Recorded data.
────

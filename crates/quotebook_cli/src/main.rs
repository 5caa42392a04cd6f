//! Command-line shell over `quotebook_core`.
//!
//! # Responsibility
//! - Translate subcommands into store operations.
//! - Render results and errors as single user-facing lines.

use clap::{Parser, Subcommand};
use quotebook_core::db::{open_db, open_db_in_memory};
use quotebook_core::{
    category_label, default_log_level, init_logging, HttpRemoteSource, QuoteStore,
    QuotebookConfig, ReconcileOutcome, Reconciler, ReconcilerSettings, Selection,
    SqliteKvRepository, ThreadRandom,
};
use std::error::Error;
use std::path::PathBuf;
use std::process::ExitCode;
use std::sync::Arc;
use tokio::sync::{mpsc, watch, Mutex};

const DEFAULT_CONFIG_FILE: &str = "quotebook.toml";

#[derive(Debug, Parser)]
#[command(name = "quotebook", version, about = "Random quote store")]
struct Cli {
    /// Path to a TOML config file.
    #[arg(long, global = true, default_value = DEFAULT_CONFIG_FILE)]
    config: PathBuf,

    #[command(subcommand)]
    command: Command,
}

#[derive(Debug, Subcommand)]
enum Command {
    /// Show one random quote for the selected category.
    ///
    /// Each invocation is a fresh session, so the last-shown cache starts
    /// empty and there is nothing earlier to re-display.
    Show {
        /// Switch the persisted filter before picking.
        #[arg(long)]
        category: Option<String>,
    },
    /// Add a quote.
    Add { text: String, category: String },
    /// List categories; the active filter is marked with `*`.
    Categories,
    /// Persist a category filter.
    Select { category: String },
    /// Write the collection as JSON to PATH, or stdout.
    Export { path: Option<PathBuf> },
    /// Append every quote from a JSON document.
    Import { path: PathBuf },
    /// Reconcile once against the remote mirror.
    Sync,
    /// Reconcile on the configured interval until interrupted.
    Watch,
    /// Drop an unreadable stored collection and persist the defaults.
    /// The raw value stays under `quotes.corrupt`.
    Discard,
    /// Print the core version.
    Version,
}

type Store = QuoteStore<SqliteKvRepository>;
type CliResult<T> = Result<T, Box<dyn Error>>;

#[tokio::main]
async fn main() -> ExitCode {
    let cli = Cli::parse();
    match run(cli).await {
        Ok(()) => ExitCode::SUCCESS,
        Err(err) => {
            eprintln!("error: {err}");
            ExitCode::FAILURE
        }
    }
}

async fn run(cli: Cli) -> CliResult<()> {
    let config = QuotebookConfig::load(&cli.config)?;
    if let Some(log_dir) = config.log_dir.as_ref() {
        let level = config.log_level.as_deref().unwrap_or(default_log_level());
        init_logging(level, log_dir)?;
    }

    if let Command::Version = cli.command {
        println!("quotebook_core version={}", quotebook_core::core_version());
        return Ok(());
    }

    if matches!(cli.command, Command::Sync | Command::Watch) && !config.sync.enabled {
        return Err("remote sync is disabled in config".into());
    }

    let mut store = open_store(&config)?;
    match cli.command {
        Command::Show { category } => {
            if let Some(category) = category {
                store.select_category(&category)?;
            }
            match store.pick_quote(&mut ThreadRandom) {
                Selection::Quote(quote) => {
                    println!("\"{}\"", quote.text());
                    println!("- {}", category_label(quote.category()));
                }
                Selection::Empty => println!("No quotes found in this category."),
            }
        }
        Command::Add { text, category } => {
            let count = store.add(&text, &category)?;
            println!("Quote added ({count} total).");
        }
        Command::Categories => {
            let selected = store.selected_filter();
            for category in store.categories().iter() {
                let marker = if category == selected { "*" } else { " " };
                println!("{marker} {}", category_label(category));
            }
        }
        Command::Select { category } => {
            let resolved = store.select_category(&category)?;
            println!("Filter set to {}.", category_label(&resolved));
        }
        Command::Export { path } => {
            let document = store.export_document();
            match path {
                Some(path) => {
                    std::fs::write(&path, document)?;
                    println!("Exported {} quotes to {}.", store.len(), path.display());
                }
                None => println!("{document}"),
            }
        }
        Command::Import { path } => {
            let raw = std::fs::read_to_string(&path)?;
            let imported = store.import_document(&raw)?;
            println!("Imported {imported} quotes.");
        }
        Command::Sync => {
            let reconciler = build_reconciler(store, &config);
            report(reconciler.reconcile().await)?;
        }
        Command::Watch => {
            let reconciler = Arc::new(build_reconciler(store, &config));
            let (shutdown_tx, shutdown_rx) = watch::channel(false);
            let (reports_tx, mut reports_rx) = mpsc::unbounded_channel();
            let handle = Arc::clone(&reconciler).spawn_periodic(shutdown_rx, reports_tx);
            println!(
                "Syncing every {}s; press Ctrl-C to stop.",
                reconciler.settings().interval.as_secs()
            );
            loop {
                tokio::select! {
                    Some(outcome) = reports_rx.recv() => {
                        if let Err(err) = report(outcome) {
                            eprintln!("error: {err}");
                        }
                    }
                    _ = tokio::signal::ctrl_c() => break,
                }
            }
            let _ = shutdown_tx.send(true);
            handle.await?;
        }
        Command::Discard => {
            if !store.snapshot_is_corrupt() {
                println!("Stored quotes are readable; nothing to discard.");
                return Ok(());
            }
            store.discard_corrupt_snapshot();
            let defaults = store.all().to_vec();
            let count = store.replace_all(defaults)?;
            println!("Discarded unreadable quotes; {count} defaults saved.");
        }
        Command::Version => {}
    }
    Ok(())
}

fn open_store(config: &QuotebookConfig) -> CliResult<Store> {
    let conn = match config.db_path.as_ref() {
        Some(path) => open_db(path)?,
        None => open_db_in_memory()?,
    };
    let repo = SqliteKvRepository::try_new(conn)?;
    Ok(QuoteStore::open(repo)?)
}

fn build_reconciler(store: Store, config: &QuotebookConfig) -> Reconciler<SqliteKvRepository> {
    Reconciler::new(
        Arc::new(Mutex::new(store)),
        Arc::new(HttpRemoteSource::new()),
        ReconcilerSettings::from(&config.sync),
    )
}

fn report(outcome: quotebook_core::SyncReport) -> CliResult<()> {
    match outcome? {
        ReconcileOutcome::Applied { count } => {
            println!("Quotes synced with server ({count} total).");
        }
        ReconcileOutcome::Skipped => println!("Sync already in progress; skipped."),
    }
    Ok(())
}
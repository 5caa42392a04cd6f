//! Remote mirror reconciliation.
//!
//! # Responsibility
//! - Fetch a remote quote collection through an abstract source.
//! - Fold it into the local store under a merge strategy.
//! - Run at most one reconciliation at a time, on demand or on a timer.
//!
//! # Invariants
//! - A failed fetch or decode leaves the store untouched and is reported once.
//! - No retry, no backoff: the next timer fire is the only follow-up.

use crate::codec::json_document::FormatError;
use crate::service::quote_store::StoreError;
use std::error::Error;
use std::fmt::{Display, Formatter};
use std::time::Duration;

pub mod merge;
pub mod reconciler;
pub mod remote;

/// Reconciliation failure.
#[derive(Debug)]
pub enum SyncError {
    /// Network or HTTP-status failure.
    Transport(String),
    /// Fetch exceeded its time bound.
    Timeout(Duration),
    /// Remote payload is not a usable quote document.
    Format(FormatError),
    /// Local persistence of the reconciled collection failed.
    Store(StoreError),
}

impl SyncError {
    pub fn code(&self) -> &'static str {
        match self {
            Self::Transport(_) => "sync_transport_failed",
            Self::Timeout(_) => "sync_timeout",
            Self::Format(err) => err.code(),
            Self::Store(err) => err.code(),
        }
    }
}

impl Display for SyncError {
    fn fmt(&self, f: &mut Formatter<'_>) -> std::fmt::Result {
        match self {
            Self::Transport(details) => write!(f, "remote fetch failed: {details}"),
            Self::Timeout(limit) => {
                write!(f, "remote fetch timed out after {} ms", limit.as_millis())
            }
            Self::Format(err) => write!(f, "remote document rejected: {err}"),
            Self::Store(err) => write!(f, "{err}"),
        }
    }
}

impl Error for SyncError {
    fn source(&self) -> Option<&(dyn Error + 'static)> {
        match self {
            Self::Format(err) => Some(err),
            Self::Store(err) => Some(err),
            Self::Transport(_) | Self::Timeout(_) => None,
        }
    }
}

impl From<FormatError> for SyncError {
    fn from(value: FormatError) -> Self {
        Self::Format(value)
    }
}

impl From<StoreError> for SyncError {
    fn from(value: StoreError) -> Self {
        Self::Store(value)
    }
}
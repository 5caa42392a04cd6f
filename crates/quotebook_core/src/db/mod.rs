//! SQLite bootstrap for the persistent key-value store.
//!
//! # Responsibility
//! - Open and configure SQLite connections backing the snapshot store.
//! - Apply schema migrations before any key is read or written.
//!
//! # Invariants
//! - Schema version is tracked via `PRAGMA user_version`.
//! - A database written by a newer binary is refused, never downgraded.

use std::error::Error;
use std::fmt::{Display, Formatter};

pub mod migrations;
mod open;

pub use open::{open_db, open_db_in_memory};

pub type DbResult<T> = Result<T, DbError>;

#[derive(Debug)]
pub enum DbError {
    Sqlite(rusqlite::Error),
    UnsupportedSchemaVersion {
        db_version: u32,
        latest_supported: u32,
    },
}

impl DbError {
    pub fn code(&self) -> &'static str {
        match self {
            Self::Sqlite(_) => "db_sqlite_failed",
            Self::UnsupportedSchemaVersion { .. } => "db_schema_unsupported",
        }
    }
}

impl Display for DbError {
    fn fmt(&self, f: &mut Formatter<'_>) -> std::fmt::Result {
        match self {
            Self::Sqlite(err) => write!(f, "{err}"),
            Self::UnsupportedSchemaVersion {
                db_version,
                latest_supported,
            } => write!(
                f,
                "store schema version {db_version} is newer than supported {latest_supported}"
            ),
        }
    }
}

impl Error for DbError {
    fn source(&self) -> Option<&(dyn Error + 'static)> {
        match self {
            Self::Sqlite(err) => Some(err),
            Self::UnsupportedSchemaVersion { .. } => None,
        }
    }
}

impl From<rusqlite::Error> for DbError {
    fn from(value: rusqlite::Error) -> Self {
        Self::Sqlite(value)
    }
}
//! Idle/Syncing reconciler over a shared quote store.
//!
//! # Invariants
//! - At most one reconciliation is in flight; a trigger that arrives while
//!   syncing is dropped (`ReconcileOutcome::Skipped`), never queued.
//! - The remote fetch is bounded by `timeout`; the latch is always released.
//! - The store lock is taken only after a successful fetch and decode, so a
//!   hung remote never blocks local mutations.

use crate::config::{SyncConfig, MAX_SYNC_DURATION_SECS};
use crate::repo::kv_repo::KvRepository;
use crate::service::quote_store::QuoteStore;
use crate::sync::merge::MergeStrategy;
use crate::sync::remote::{RemoteFormat, RemoteSource};
use crate::sync::SyncError;
use log::{info, warn};
use std::sync::atomic::{AtomicBool, Ordering};
use std::sync::Arc;
use std::time::{Duration, Instant};
use tokio::sync::{mpsc, watch, Mutex};
use tokio::task::JoinHandle;
use tokio::time::MissedTickBehavior;

/// Store handle shared by shells and the reconciler.
pub type SharedStore<R> = Arc<Mutex<QuoteStore<R>>>;

/// Outcome of one completed sync, as delivered by the periodic loop.
pub type SyncReport = Result<ReconcileOutcome, SyncError>;

#[derive(Debug, Clone, Copy, PartialEq, Eq)]
pub enum SyncState {
    Idle,
    Syncing,
}

#[derive(Debug, Clone, Copy, PartialEq, Eq)]
pub enum ReconcileOutcome {
    /// Remote state was applied; `count` is the resulting collection size.
    Applied { count: usize },
    /// Another reconciliation was already running.
    Skipped,
}

/// Runtime settings for the reconciler.
#[derive(Debug, Clone, PartialEq, Eq)]
pub struct ReconcilerSettings {
    pub url: String,
    pub interval: Duration,
    pub timeout: Duration,
    pub strategy: MergeStrategy,
    pub format: RemoteFormat,
}

impl From<&SyncConfig> for ReconcilerSettings {
    fn from(config: &SyncConfig) -> Self {
        Self {
            url: config.url.clone(),
            interval: Duration::from_secs(config.interval_secs),
            timeout: Duration::from_secs(config.timeout_secs),
            strategy: config.strategy,
            format: config.remote_format,
        }
    }
}

pub struct Reconciler<R: KvRepository + Send + 'static> {
    store: SharedStore<R>,
    remote: Arc<dyn RemoteSource>,
    settings: ReconcilerSettings,
    syncing: AtomicBool,
}

impl<R: KvRepository + Send + 'static> Reconciler<R> {
    pub fn new(
        store: SharedStore<R>,
        remote: Arc<dyn RemoteSource>,
        settings: ReconcilerSettings,
    ) -> Self {
        Self {
            store,
            remote,
            settings,
            syncing: AtomicBool::new(false),
        }
    }

    pub fn settings(&self) -> &ReconcilerSettings {
        &self.settings
    }

    pub fn state(&self) -> SyncState {
        if self.syncing.load(Ordering::Acquire) {
            SyncState::Syncing
        } else {
            SyncState::Idle
        }
    }

    /// Runs one reconciliation unless one is already in flight.
    ///
    /// # Errors
    /// - `Transport` / `Timeout` when the fetch fails; local state untouched.
    /// - `Format` when the payload is not a valid collection; untouched.
    /// - `Store` when persisting the reconciled collection fails; rolled back.
    pub async fn reconcile(&self) -> Result<ReconcileOutcome, SyncError> {
        let Some(_latch) = SyncLatch::acquire(&self.syncing) else {
            info!("event=sync_run module=sync status=skipped reason=in_flight");
            return Ok(ReconcileOutcome::Skipped);
        };

        let started_at = Instant::now();
        info!(
            "event=sync_run module=sync status=start strategy={}",
            self.settings.strategy.as_str()
        );
        match self.fetch_and_apply().await {
            Ok(count) => {
                info!(
                    "event=sync_run module=sync status=ok duration_ms={} count={count}",
                    started_at.elapsed().as_millis()
                );
                Ok(ReconcileOutcome::Applied { count })
            }
            Err(err) => {
                warn!(
                    "event=sync_run module=sync status=error duration_ms={} error_code={} error={}",
                    started_at.elapsed().as_millis(),
                    err.code(),
                    err
                );
                Err(err)
            }
        }
    }

    /// Spawns the fixed-interval loop on the current tokio runtime.
    ///
    /// The first fire happens one interval after spawning. Each completed
    /// (non-skipped) run is sent once on `reports`. The loop ends when
    /// `shutdown` flips to `true` or its sender is dropped; an in-flight
    /// fetch is abandoned at that point.
    pub fn spawn_periodic(
        self: Arc<Self>,
        mut shutdown: watch::Receiver<bool>,
        reports: mpsc::UnboundedSender<SyncReport>,
    ) -> JoinHandle<()> {
        tokio::spawn(async move {
            // `interval_at` panics on a zero period or an unrepresentable start.
            let period = self
                .settings
                .interval
                .clamp(Duration::from_millis(1), max_sync_duration());
            let now = tokio::time::Instant::now();
            let start = now.checked_add(period).unwrap_or(now);
            let mut ticker = tokio::time::interval_at(start, period);
            ticker.set_missed_tick_behavior(MissedTickBehavior::Skip);
            info!(
                "event=sync_loop module=sync status=start interval_ms={}",
                period.as_millis()
            );

            loop {
                if *shutdown.borrow() {
                    break;
                }
                tokio::select! {
                    _ = ticker.tick() => {}
                    changed = shutdown.changed() => {
                        if changed.is_err() || *shutdown.borrow() {
                            break;
                        }
                        continue;
                    }
                }

                let report = tokio::select! {
                    report = self.reconcile() => report,
                    _ = shutdown.changed() => break,
                };
                if matches!(report, Ok(ReconcileOutcome::Skipped)) {
                    continue;
                }
                if reports.send(report).is_err() {
                    break;
                }
            }

            info!("event=sync_loop module=sync status=ok reason=shutdown");
        })
    }

    async fn fetch_and_apply(&self) -> Result<usize, SyncError> {
        let fetched = tokio::time::timeout(
            self.settings.timeout.min(max_sync_duration()),
            self.remote.fetch(&self.settings.url),
        )
        .await
        .map_err(|_| SyncError::Timeout(self.settings.timeout))??;
        let remote = self.settings.format.decode(&fetched)?;

        let mut store = self.store.lock().await;
        let merged = self.settings.strategy.merge(store.all(), remote);
        let count = store.replace_all(merged)?;
        Ok(count)
    }
}

fn max_sync_duration() -> Duration {
    Duration::from_secs(MAX_SYNC_DURATION_SECS)
}

/// Idle/Syncing latch; released on drop, including on cancellation.
struct SyncLatch<'a> {
    flag: &'a AtomicBool,
}

impl<'a> SyncLatch<'a> {
    fn acquire(flag: &'a AtomicBool) -> Option<Self> {
        flag.compare_exchange(false, true, Ordering::AcqRel, Ordering::Acquire)
            .ok()
            .map(|_| Self { flag })
    }
}

impl Drop for SyncLatch<'_> {
    fn drop(&mut self) {
        self.flag.store(false, Ordering::Release);
    }
}

#[cfg(test)]
mod tests {
    use super::SyncLatch;
    use std::sync::atomic::{AtomicBool, Ordering};

    #[test]
    fn latch_is_exclusive_and_released_on_drop() {
        let flag = AtomicBool::new(false);
        let first = SyncLatch::acquire(&flag).expect("first acquire should succeed");
        assert!(SyncLatch::acquire(&flag).is_none());
        drop(first);
        assert!(!flag.load(Ordering::Acquire));
        assert!(SyncLatch::acquire(&flag).is_some());
    }
}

────

Aim of the task. Beginning at the first line of the records, retype exactly every line up to and including the one with "const DEFAULT_CONFIG_FILE: &str".

Solution to this exercise.
filename crates/quotebook_cli/src/main.rs
repository 5caa42392a04cd6f
//! Command-line shell over `quotebook_core`.
//!
//! # Responsibility
//! - Translate subcommands into store operations.
//! - Render results and errors as single user-facing lines.

use clap::{Parser, Subcommand};
use quotebook_core::db::{open_db, open_db_in_memory};
use quotebook_core::{
    category_label, default_log_level, init_logging, HttpRemoteSource, QuoteStore,
    QuotebookConfig, ReconcileOutcome, Reconciler, ReconcilerSettings, Selection,
    SqliteKvRepository, ThreadRandom,
};
use std::error::Error;
use std::path::PathBuf;
use std::process::ExitCode;
use std::sync::Arc;
use tokio::sync::{mpsc, watch, Mutex};

const DEFAULT_CONFIG_FILE: &str = "quotebook.toml";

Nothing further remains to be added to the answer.